### Records to process ###

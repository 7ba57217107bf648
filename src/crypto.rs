//! Algorithm preferences for both legs of the relay.

use std::borrow::Cow;

use russh::Preferred;
use russh::keys::{Algorithm, HashAlg};

/// Modern defaults; the inbound listener always runs with these.
pub fn default_preferred() -> Preferred {
    Preferred::DEFAULT.clone()
}

/// Relaxed suite for backends that only speak SHA-1 kex, CBC ciphers or DSA host keys.
pub fn legacy_preferred() -> Preferred {
    Preferred {
        kex: Cow::Owned(vec![
            russh::kex::CURVE25519,
            russh::kex::DH_G14_SHA1,
            russh::kex::DH_G1_SHA1,
        ]),
        key: Cow::Owned(vec![
            Algorithm::Ed25519,
            Algorithm::Rsa {
                hash: Some(HashAlg::Sha512),
            },
            Algorithm::Rsa {
                hash: Some(HashAlg::Sha256),
            },
            Algorithm::Rsa { hash: None },
            Algorithm::Dsa,
        ]),
        cipher: Cow::Owned(vec![
            russh::cipher::CHACHA20_POLY1305,
            russh::cipher::AES_128_CTR,
            russh::cipher::AES_128_CBC,
        ]),
        mac: Cow::Owned(vec![
            russh::mac::HMAC_SHA512,
            russh::mac::HMAC_SHA256,
            russh::mac::HMAC_SHA1,
        ]),
        compression: Preferred::DEFAULT.compression,
    }
}

/// Pick the backend suite.
pub fn backend_preferred(legacy: bool) -> Preferred {
    if legacy { legacy_preferred() } else { default_preferred() }
}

###

▶ What to work on
Select and copy every line of the listing with the word "Algorithm".

▶ Answer section
//! Algorithm preferences for both legs of the relay.
use russh::keys::{Algorithm, HashAlg};
            Algorithm::Ed25519,
            Algorithm::Rsa {
            Algorithm::Rsa {
            Algorithm::Rsa { hash: None },
            Algorithm::Dsa,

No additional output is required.